Annotation of poly(A) site clusters

The relative genic locations of PACs were critical to distinguish different groups or categories of PACs in our analysis. To study the relative locations of PACs, genes and transposable elements, we built a MySQL database holding the directional and positional information of these genic elements using Python. The database was populated in part by parsing the TAIR10 GFF files and relevant transposable elements annotations ( Protein coding genes were exclusively selected, and their longest transcripts were only used as the reference if individual genes have multiple transcript isoforms annotated. Sequences from chloroplast or mitochondria were ignored. The terminal position of the 3′ UTR of each transcript was further extended for 120 nt to accommodate potential missing annotations of 3′ UTR poly(A) sites as suggested previously3. Accordingly, sequences between any of these extended transcript isoforms were defined as intergenic regions. Once the genomic coordinate information of PACs was obtained, the classification of all PACs was conducted using PERL scripts by mapping PAC locations to our extended annotations.

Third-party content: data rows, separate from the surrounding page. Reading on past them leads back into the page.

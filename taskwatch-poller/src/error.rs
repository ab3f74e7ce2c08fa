//! Errors returned synchronously by a polling session
//!
//! Task failures and timeouts are not errors here: they are delivered
//! through the session callbacks.

use taskwatch_core::domain::poll::PollPhase;
use thiserror::Error;

/// Misuse of a polling session
#[derive(Debug, Clone, PartialEq, Eq, Error)]
pub enum PollError {
    /// `start()` called while the session is already polling
    #[error("Session is already polling")]
    AlreadyPolling,

    /// `start()` called after the session reached a terminal phase
    #[error("Session already finished ({0})")]
    Finished(PollPhase),

    /// `start()` called outside a tokio runtime
    #[error("No tokio runtime available to drive the poll timer")]
    NoRuntime,

    /// Options rejected at construction
    #[error("Invalid poll options: {0}")]
    InvalidOptions(String),
}
//! Core domain types
//!
//! The vocabulary of a polling session: what a single poll concluded
//! and which phase the session is in.

pub mod poll;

Tools/methods for characterization of poly(A) site clusters

Different groups of PACs were characterized by quantifying the relative base composition on a nucleotide-by-nucleotide basis, extending from 100 nt upstream (−100) to 100 nt downstream (+100) of each PAC site (position = 0). The sequences were extracted using the get-genome program in GMAP/GSNAP package (version 2015-07-23)31. The sequence profiles were plotted using CLC genomic workbench ( To estimate the authenticity of PACs from high-throughput sequencing data among different PAC categories or groups, PASS (Poly(A) Site Sleuth)32 was used to calculate the prediction scores. As required by the tool, sequences of the PAC site flanking regions (−300 nt to +100 nt) were collected from different PAC categories based on their relative locations in individual genes. The positional score was the average score of the typical positions of all flanking sequences in a given category. To examine if a given PAC category is involved in possible biological functions, gene functional annotation was performed using the DAVID Bioinformatics Resources33 (

Statistical analysis and visualization

To evaluate the statistical significance of whether n3PASs are correlated with specific gene characteristics and to compare the lengths of introns with and without n3PASs, T-test and Chi-square test were performed in R ( The P-value of 0.05 was used to define statistical significance. Plots were generated using SAS ( and Excel. Snapshots of n3PAS relative positions to genes were obtained from TAIR genome browser (


Characterization of poly(A) site distribution in four datasets

Many APA sites were identified in different regions of genes in Arabidopsis and other eukaryotes. However, how these genic regions can influence the selection of the APA sites was not clearly understood, particularly for those APAs located in the regions other than 3′UTRs. To this end, we summarized those n3PASs and asked if there was any relationship between them and the characteristics of their corresponding genic regions. Six major PAC categories or groups were defined and determined as shown in Fig. 1. As shown in Table 1, among the four datasets, the data with greater sequencing depths showed more PACs. Also, while the PAC distribution was slightly different among four datasets, constant fractions of intergenic and antisense PACs were found in all datasets. The majority of PATs from the entire sense PATs population were in the 3′ UTR (3UtrPASs), with an average of 97.8% for PAT-Seq based datasets and 97.1% for the DRS based dataset. The high proportion of 3′ UTR PACs were also in accordance with the previous studies3,12. To simplify the analyses, all PAT reads from the three PAT-Seq based datasets were pooled together to form a new dataset (PAT_LFR), while the DRS dataset was not pooled, because PAT-Seq based datasets requires cDNA formation using RNA templates in sequencing while DRS does not. PACs were subsequently clustered and summarized, as shown by the PAT_LFR dataset in Table 1. In total, 36984 sense PACs were detected in the protein coding gene regions, consisting of 11782 n3PAS PACs and 25202 3′ UTR PACs. To note, there were 7330 CDS exon PACs in PAT_LFR, while only 612 were in DRS_L. Such difference between PAT_LFR and DRS_L was also consistent with the previous studies12,34.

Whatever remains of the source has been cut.